Ugandan opposition leader Dr Kizza Besigye gestures during a news conference May 7, 2011 in Nairobi . Dr Besigye said he may not contest the country’s presidency in the next elections. WILLIAM OERI

Uganda’s opposition leader Dr Kizza Besigye may not contest the country’s presidency in the next elections.
A day after he left hospital, Dr Besigye offered an olive branch to his tormentor President Yoweri Museveni, calling for a national dialogue to solve Uganda’s problems.
In an interview, he however declared that he would remain in the forefront of agitating for political change despite threats to his life and his term at the helm of the Forum for Democratic Change coming to conclusion.
“On the question of my role in politics, really I have never set out as a person to have a mission of being the leader. The mission is that of having qualitative changes in our country,” Dr Besigye told the Nation in Nairobi in the company of his wife Winnie Byanyima.
“I have offered myself for leadership in that process as and when it was needed.”
The Forum for Democratic Change Party which he leads limits the tenure to two five-year terms, which Dr Besigye has already served.
“I can no longer aspire, or offer myself to be a leader of the Forum for Democratic Change. But that does not take away my role in continuing to work for change in our country even if am not in the leadership of the party,” he said.

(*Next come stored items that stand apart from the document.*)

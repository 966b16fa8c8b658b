use std::path::PathBuf;
use std::time::Duration;

use anyhow::{Context, Result};
use clap::{Args, Parser, Subcommand, ValueEnum};

use crate::client::PfdsClient;
use crate::config::FetcherConfig;
use crate::constants::{DEFAULT_TIMEOUT_SECS, PFDS_URL};
use crate::formatters::{format_storm_event, format_storm_event_json};
use crate::models::{Ari, Location, Series, Statistic, StormDuration, StormQuery, Units};

/// Look up a location-specific storm event from NOAA's precipitation
/// frequency data server.
#[derive(Parser)]
#[command(author, version, about, long_about, propagate_version = true)]
pub struct Cli {
    /// Data server endpoint.
    #[arg(long, env = "FREEBOARD_PFDS_URL", default_value = PFDS_URL, global = true)]
    pub pfds_url: String,

    /// Request timeout in seconds.
    #[arg(
        long,
        env = "FREEBOARD_TIMEOUT_SECS",
        default_value_t = DEFAULT_TIMEOUT_SECS,
        value_parser = clap::value_parser!(u64).range(1..),
        global = true
    )]
    pub timeout_secs: u64,

    #[command(subcommand)]
    pub command: Command,
}

impl Cli {
    pub fn fetcher_config(&self) -> FetcherConfig {
        FetcherConfig {
            base_url: self.pfds_url.clone(),
            timeout: Duration::from_secs(self.timeout_secs),
        }
    }
}

#[derive(Subcommand)]
pub enum Command {
    /// Look up one design storm event.
    Lookup(LookupArgs),

    /// Serve storm event lookups as an MCP tool over stdio.
    Serve,
}

#[derive(Args)]
pub struct LookupArgs {
    /// Latitude in decimal degrees.
    #[arg(allow_negative_numbers = true)]
    pub lat: f64,

    /// Longitude in decimal degrees, negative for the western hemisphere.
    #[arg(allow_negative_numbers = true)]
    pub lon: f64,

    /// Average recurrence interval.
    #[arg(short = 'r', long, value_enum, ignore_case = true, default_value_t = Ari::default())]
    pub ari: Ari,

    /// Storm duration.
    #[arg(short, long, value_enum, ignore_case = true, default_value_t = StormDuration::default())]
    pub duration: StormDuration,

    /// Point estimate or confidence bound.
    #[arg(short, long, value_enum, ignore_case = true, default_value_t = Statistic::default())]
    pub statistic: Statistic,

    /// Precipitation units.
    #[arg(short, long, value_enum, ignore_case = true, default_value_t = Units::default())]
    pub units: Units,

    /// Precipitation series.
    #[arg(long, value_enum, ignore_case = true, default_value_t = Series::default())]
    pub series: Series,

    /// Output format.
    #[arg(short, long, value_enum, default_value_t = OutputFormat::Text)]
    pub format: OutputFormat,

    /// Also save the report to this file.
    #[arg(short, long)]
    pub output: Option<PathBuf>,
}

impl LookupArgs {
    pub fn query(&self) -> StormQuery {
        StormQuery {
            ari: self.ari,
            duration: self.duration,
            statistic: self.statistic,
            units: self.units,
            series: self.series,
        }
    }
}

#[derive(Copy, Clone, Debug, PartialEq, Eq, ValueEnum)]
pub enum OutputFormat {
    Text,
    Json,
}

/// Runs a lookup, writes the report to `output` if asked, and returns it.
pub async fn lookup(args: &LookupArgs, config: FetcherConfig) -> Result<String> {
    let location = Location::new(args.lat, args.lon)?;
    if !location.in_conus() {
        tracing::warn!(
            "{} is outside the contiguous US, the data server may not cover it",
            location
        );
    }

    let client = PfdsClient::new(config)?;
    let result = client
        .fetch(&location, &args.query())
        .await
        .with_context(|| format!("failed to look up storm event at {location}"))?;

    let report = match args.format {
        OutputFormat::Text => format_storm_event(&result),
        OutputFormat::Json => format_storm_event_json(&result)?,
    };

    if let Some(path) = &args.output {
        tokio::fs::write(path, &report)
            .await
            .with_context(|| format!("failed to write {}", path.display()))?;
        tracing::info!("Saved storm event to {}", path.display());
    }

    Ok(report)
}
use reqwest::Client;

use crate::config::FetcherConfig;
use crate::constants::USER_AGENT;
use crate::error::{FreeboardError, Result};
use crate::models::{Location, PrecipitationResult, Series, StormQuery, Units};
use crate::parser::{parse_response, FrequencyTable, ParsedResponse};

/// Client for NOAA's Precipitation Frequency Data Server
#[derive(Debug, Clone)]
pub struct PfdsClient {
    client: Client,
    base_url: String,
}

impl PfdsClient {
    pub fn new(config: FetcherConfig) -> Result<Self> {
        let client = Client::builder()
            .user_agent(USER_AGENT)
            .connect_timeout(config.timeout)
            .timeout(config.timeout)
            .build()?;

        Ok(Self {
            client,
            base_url: config.base_url,
        })
    }

    pub fn base_url(&self) -> &str {
        &self.base_url
    }

    /// Fetches the design storm depth for one location and query.
    pub async fn fetch(
        &self,
        location: &Location,
        query: &StormQuery,
    ) -> Result<PrecipitationResult> {
        let table = self.fetch_table(location, query.units, query.series).await?;
        let depth = table.depth(query.statistic, query.duration, query.ari)?;

        tracing::info!(
            "{} / {} {} at {}: {} {}",
            query.ari,
            query.duration,
            query.statistic,
            location,
            depth,
            query.units
        );

        Ok(PrecipitationResult {
            location: *location,
            query: *query,
            depth,
        })
    }

    /// Fetches every frequency table the server has for a location.
    pub async fn fetch_table(
        &self,
        location: &Location,
        units: Units,
        series: Series,
    ) -> Result<FrequencyTable> {
        let body = self.make_request(location, units, series).await?;

        match parse_response(&body)? {
            ParsedResponse::Values(table) => Ok(table),
            ParsedResponse::NoCoverage => Err(FreeboardError::OutOfCoverage {
                latitude: location.latitude(),
                longitude: location.longitude(),
            }),
        }
    }

    /// Makes the HTTP GET request and returns the raw response body
    async fn make_request(
        &self,
        location: &Location,
        units: Units,
        series: Series,
    ) -> Result<String> {
        let params = [
            ("lat", location.latitude().to_string()),
            ("lon", location.longitude().to_string()),
            // Precipitation frequency covers rain and snow; "rf" would be rainfall only.
            ("type", "pf".to_string()),
            ("data", "depth".to_string()),
            ("units", units.system().to_string()),
            ("series", series.as_str().to_string()),
        ];

        tracing::debug!("Requesting {} with {:?}", self.base_url, params);

        let response = self
            .client
            .get(&self.base_url)
            .query(&params)
            .send()
            .await?;

        if !response.status().is_success() {
            return Err(FreeboardError::Status(response.status()));
        }

        Ok(response.text().await?)
    }
}
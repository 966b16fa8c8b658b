//! Look up design storm depths from NOAA's Precipitation Frequency Data Server.
//!
//! Secondary containment berms under SPCC regulations need an allowance for
//! precipitation. The depth of a location-specific storm event, commonly the
//! 25-year / 24-hour storm, is a good basis for that freeboard.

pub mod cli;
pub mod client;
pub mod config;
pub mod constants;
pub mod error;
pub mod formatters;
pub mod models;
pub mod parser;
pub mod service;

pub use client::PfdsClient;
pub use config::FetcherConfig;
pub use error::FreeboardError;
pub use models::{
    Ari, Location, PrecipitationResult, Series, Statistic, StormDuration, StormQuery, Units,
};
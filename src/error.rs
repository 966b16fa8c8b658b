//! Error types for storm event lookups.

use thiserror::Error;

#[derive(Error, Debug)]
pub enum FreeboardError {
    #[error("Invalid location: {0}")]
    InvalidLocation(String),

    #[error("Invalid parameter: {0}")]
    InvalidParameter(String),

    #[error("Network error: {0}")]
    Network(#[from] reqwest::Error),

    #[error("Request failed with status: {0}")]
    Status(reqwest::StatusCode),

    #[error("Location {latitude}, {longitude} is outside the data server's coverage")]
    OutOfCoverage { latitude: f64, longitude: f64 },

    #[error("Malformed response: {0}")]
    MalformedResponse(String),

    #[error("I/O error: {0}")]
    Io(#[from] std::io::Error),
}

impl FreeboardError {
    /// Whether the error came from talking to the data server.
    pub fn is_network(&self) -> bool {
        matches!(self, Self::Network(_) | Self::Status(_))
    }

    /// Whether the caller supplied bad input, as opposed to a failure downstream.
    pub fn is_input_error(&self) -> bool {
        matches!(
            self,
            Self::InvalidLocation(_) | Self::InvalidParameter(_) | Self::OutOfCoverage { .. }
        )
    }
}

pub type Result<T, E = FreeboardError> = std::result::Result<T, E>;
use std::fmt;
use std::str::FromStr;

use clap::ValueEnum;
use schemars::JsonSchema;
use serde::{Deserialize, Serialize};

use crate::constants::{CONUS_EAST, CONUS_NORTH, CONUS_SOUTH, CONUS_WEST};
use crate::error::{FreeboardError, Result};

// ============================================================================
// Location
// ============================================================================

/// A validated geographic coordinate in decimal degrees.
#[derive(Debug, Clone, Copy, PartialEq, Serialize)]
pub struct Location {
    latitude: f64,
    longitude: f64,
}

impl Location {
    pub fn new(latitude: f64, longitude: f64) -> Result<Self> {
        if !latitude.is_finite() || !(-90.0..=90.0).contains(&latitude) {
            return Err(FreeboardError::InvalidLocation(format!(
                "latitude {latitude} must be between -90 and 90 degrees"
            )));
        }
        if !longitude.is_finite() || !(-180.0..=180.0).contains(&longitude) {
            return Err(FreeboardError::InvalidLocation(format!(
                "longitude {longitude} must be between -180 and 180 degrees"
            )));
        }
        Ok(Self {
            latitude,
            longitude,
        })
    }

    pub fn latitude(&self) -> f64 {
        self.latitude
    }

    pub fn longitude(&self) -> f64 {
        self.longitude
    }

    /// Whether the point falls inside the contiguous-US bounding box.
    pub fn in_conus(&self) -> bool {
        (CONUS_SOUTH..=CONUS_NORTH).contains(&self.latitude)
            && (CONUS_WEST..=CONUS_EAST).contains(&self.longitude)
    }
}

impl fmt::Display for Location {
    fn fmt(&self, f: &mut fmt::Formatter<'_>) -> fmt::Result {
        let ns = if self.latitude < 0.0 { 'S' } else { 'N' };
        let ew = if self.longitude < 0.0 { 'W' } else { 'E' };
        write!(
            f,
            "{}\u{00b0}{} / {}\u{00b0}{}",
            self.latitude.abs(),
            ns,
            self.longitude.abs(),
            ew
        )
    }
}

// ============================================================================
// Query parameters
// ============================================================================

/// Average recurrence interval, one column of the frequency table.
#[derive(Debug, Clone, Copy, PartialEq, Eq, Default, Serialize, Deserialize, JsonSchema, ValueEnum)]
pub enum Ari {
    #[value(name = "1-yr")]
    #[serde(rename = "1-yr")]
    Year1,
    #[value(name = "2-yr")]
    #[serde(rename = "2-yr")]
    Year2,
    #[value(name = "5-yr")]
    #[serde(rename = "5-yr")]
    Year5,
    #[value(name = "10-yr")]
    #[serde(rename = "10-yr")]
    Year10,
    #[default]
    #[value(name = "25-yr")]
    #[serde(rename = "25-yr")]
    Year25,
    #[value(name = "50-yr")]
    #[serde(rename = "50-yr")]
    Year50,
    #[value(name = "100-yr")]
    #[serde(rename = "100-yr")]
    Year100,
    #[value(name = "200-yr")]
    #[serde(rename = "200-yr")]
    Year200,
    #[value(name = "500-yr")]
    #[serde(rename = "500-yr")]
    Year500,
    #[value(name = "1000-yr")]
    #[serde(rename = "1000-yr")]
    Year1000,
}

impl Ari {
    pub fn column(self) -> usize {
        self as usize
    }

    pub fn years(self) -> u32 {
        match self {
            Self::Year1 => 1,
            Self::Year2 => 2,
            Self::Year5 => 5,
            Self::Year10 => 10,
            Self::Year25 => 25,
            Self::Year50 => 50,
            Self::Year100 => 100,
            Self::Year200 => 200,
            Self::Year500 => 500,
            Self::Year1000 => 1000,
        }
    }
}

/// Storm duration, one row of the frequency table.
#[derive(Debug, Clone, Copy, PartialEq, Eq, Default, Serialize, Deserialize, JsonSchema, ValueEnum)]
pub enum StormDuration {
    #[value(name = "5-min")]
    #[serde(rename = "5-min")]
    Min5,
    #[value(name = "10-min")]
    #[serde(rename = "10-min")]
    Min10,
    #[value(name = "15-min")]
    #[serde(rename = "15-min")]
    Min15,
    #[value(name = "30-min")]
    #[serde(rename = "30-min")]
    Min30,
    #[value(name = "60-min", alias = "1-hr")]
    #[serde(rename = "60-min", alias = "1-hr")]
    Min60,
    #[value(name = "2-hr")]
    #[serde(rename = "2-hr")]
    Hr2,
    #[value(name = "3-hr")]
    #[serde(rename = "3-hr")]
    Hr3,
    #[value(name = "6-hr")]
    #[serde(rename = "6-hr")]
    Hr6,
    #[value(name = "12-hr", alias = "0.5-day")]
    #[serde(rename = "12-hr", alias = "0.5-day")]
    Hr12,
    #[default]
    #[value(name = "24-hr", alias = "1-day")]
    #[serde(rename = "24-hr", alias = "1-day")]
    Hr24,
    #[value(name = "2-day")]
    #[serde(rename = "2-day")]
    Day2,
    #[value(name = "3-day")]
    #[serde(rename = "3-day")]
    Day3,
    #[value(name = "4-day")]
    #[serde(rename = "4-day")]
    Day4,
    #[value(name = "7-day")]
    #[serde(rename = "7-day")]
    Day7,
    #[value(name = "10-day")]
    #[serde(rename = "10-day")]
    Day10,
    #[value(name = "20-day")]
    #[serde(rename = "20-day")]
    Day20,
    #[value(name = "30-day")]
    #[serde(rename = "30-day")]
    Day30,
    #[value(name = "45-day")]
    #[serde(rename = "45-day")]
    Day45,
    #[value(name = "60-day")]
    #[serde(rename = "60-day")]
    Day60,
}

impl StormDuration {
    pub fn row(self) -> usize {
        self as usize
    }
}

/// Which estimate to read from the frequency table.
#[derive(Debug, Clone, Copy, PartialEq, Eq, Default, Serialize, Deserialize, JsonSchema, ValueEnum)]
#[serde(rename_all = "lowercase")]
pub enum Statistic {
    /// Point estimate
    #[default]
    #[value(alias = "mean")]
    #[serde(alias = "mean")]
    Estimate,
    /// Upper bound of the 90% confidence interval
    Upper,
    /// Lower bound of the 90% confidence interval
    Lower,
}

impl Statistic {
    /// Name of the matrix holding this statistic in the server response.
    pub fn table_name(self) -> &'static str {
        match self {
            Self::Estimate => "quantiles",
            Self::Upper => "upper",
            Self::Lower => "lower",
        }
    }
}

#[derive(Debug, Clone, Copy, PartialEq, Eq, Default, Serialize, Deserialize, JsonSchema, ValueEnum)]
pub enum Units {
    #[default]
    #[value(name = "inch", alias = "in")]
    #[serde(rename = "inch", alias = "in")]
    Inch,
    #[value(name = "mm", alias = "millimeter")]
    #[serde(rename = "mm", alias = "millimeter")]
    Millimeter,
}

impl Units {
    /// Unit system name understood by the data server.
    pub fn system(self) -> &'static str {
        match self {
            Self::Inch => "english",
            Self::Millimeter => "metric",
        }
    }
}

/// Precipitation series the frequency estimates are derived from.
#[derive(Debug, Clone, Copy, PartialEq, Eq, Default, Serialize, Deserialize, JsonSchema, ValueEnum)]
#[serde(rename_all = "lowercase")]
pub enum Series {
    /// Partial duration series
    #[default]
    Pds,
    /// Annual maximum series
    Ams,
}

impl Series {
    pub fn as_str(self) -> &'static str {
        match self {
            Self::Pds => "pds",
            Self::Ams => "ams",
        }
    }
}

fn choice_name<T: ValueEnum>(value: &T) -> String {
    value
        .to_possible_value()
        .map(|v| v.get_name().to_string())
        .unwrap_or_default()
}

fn parse_choice<T: ValueEnum>(kind: &str, input: &str) -> Result<T> {
    T::from_str(input.trim(), true).map_err(|_| {
        let choices: Vec<String> = T::value_variants().iter().map(choice_name).collect();
        FreeboardError::InvalidParameter(format!(
            "unknown {kind} '{input}', expected one of: {}",
            choices.join(", ")
        ))
    })
}

macro_rules! impl_choice {
    ($ty:ty, $kind:literal) => {
        impl fmt::Display for $ty {
            fn fmt(&self, f: &mut fmt::Formatter<'_>) -> fmt::Result {
                f.write_str(&choice_name(self))
            }
        }

        impl FromStr for $ty {
            type Err = FreeboardError;

            fn from_str(s: &str) -> Result<Self> {
                parse_choice($kind, s)
            }
        }
    };
}

impl_choice!(Ari, "recurrence interval");
impl_choice!(StormDuration, "duration");
impl_choice!(Statistic, "statistic");
impl_choice!(Units, "units");
impl_choice!(Series, "series");

/// Everything needed to pick one depth out of the data server's tables.
#[derive(Debug, Clone, Copy, PartialEq, Eq, Default, Serialize)]
pub struct StormQuery {
    pub ari: Ari,
    pub duration: StormDuration,
    pub statistic: Statistic,
    pub units: Units,
    pub series: Series,
}

// ============================================================================
// Results
// ============================================================================

/// A design storm depth for one location and query.
#[derive(Debug, Clone, PartialEq, Serialize)]
pub struct PrecipitationResult {
    pub location: Location,
    #[serde(flatten)]
    pub query: StormQuery,
    pub depth: f64,
}

// ============================================================================
// MCP Tool Request Models
// ============================================================================

#[derive(Debug, Deserialize, Serialize, JsonSchema)]
pub struct GetStormEventRequest {
    /// Latitude in decimal degrees
    pub latitude: f64,
    /// Longitude in decimal degrees, negative for the western hemisphere
    pub longitude: f64,
    /// Average recurrence interval, "25-yr" when omitted
    #[serde(default)]
    pub ari: Option<Ari>,
    /// Storm duration, "24-hr" when omitted
    #[serde(default)]
    pub duration: Option<StormDuration>,
    /// Point estimate or confidence bound, "estimate" when omitted
    #[serde(default)]
    pub statistic: Option<Statistic>,
    /// Precipitation units, "inch" when omitted
    #[serde(default)]
    pub units: Option<Units>,
    /// Precipitation series, "pds" when omitted
    #[serde(default)]
    pub series: Option<Series>,
}

impl GetStormEventRequest {
    /// Validates the request before any network access.
    pub fn validate(&self) -> Result<(Location, StormQuery)> {
        let location = Location::new(self.latitude, self.longitude)?;
        let query = StormQuery {
            ari: self.ari.unwrap_or_default(),
            duration: self.duration.unwrap_or_default(),
            statistic: self.statistic.unwrap_or_default(),
            units: self.units.unwrap_or_default(),
            series: self.series.unwrap_or_default(),
        };
        Ok((location, query))
    }
}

Dr Besigye, who has been undergoing treatment in Nairobi Hospital was discharged on Friday. He has been receiving treatment after suffering injuries during demonstrations over food protests in Kampala. 
Television footage had shown plainclothes officers breaking the windows of the opposition leader’s vehicle with a hammer before spraying him from hand-held cans as he waved to supporters.
However, when he spoke in Nairobi a week ago, President Yoweri Museveni told the press and civil society activists that the police used the paper spray as a reaction to Dr Besigye’s provocation.
"I think the lenses of CNN don't see very well because they did not capture this opposition leader attacking the policemen. I'm told that women use pepper spray to defend themselves against rapists but I had never heard of it before," he said.
"But it was that leader who started the attack," insisted the Ugandan president.
But the Ugandan opposition leader laughed off President Museveni’s assertions terming them as lies. He said the attack was premeditated and carried out by people managed by the police.
“I am sure that whoever has listened to government has treated the information with the contempt it really deserves. I could not have set off from home with a hammer similar to the one of the police."
He insisted the attack was carried out by then police under orders of the President.
“It shows the very ill intentions behind the actions for them to even try to manipulate what happened on that fateful day.”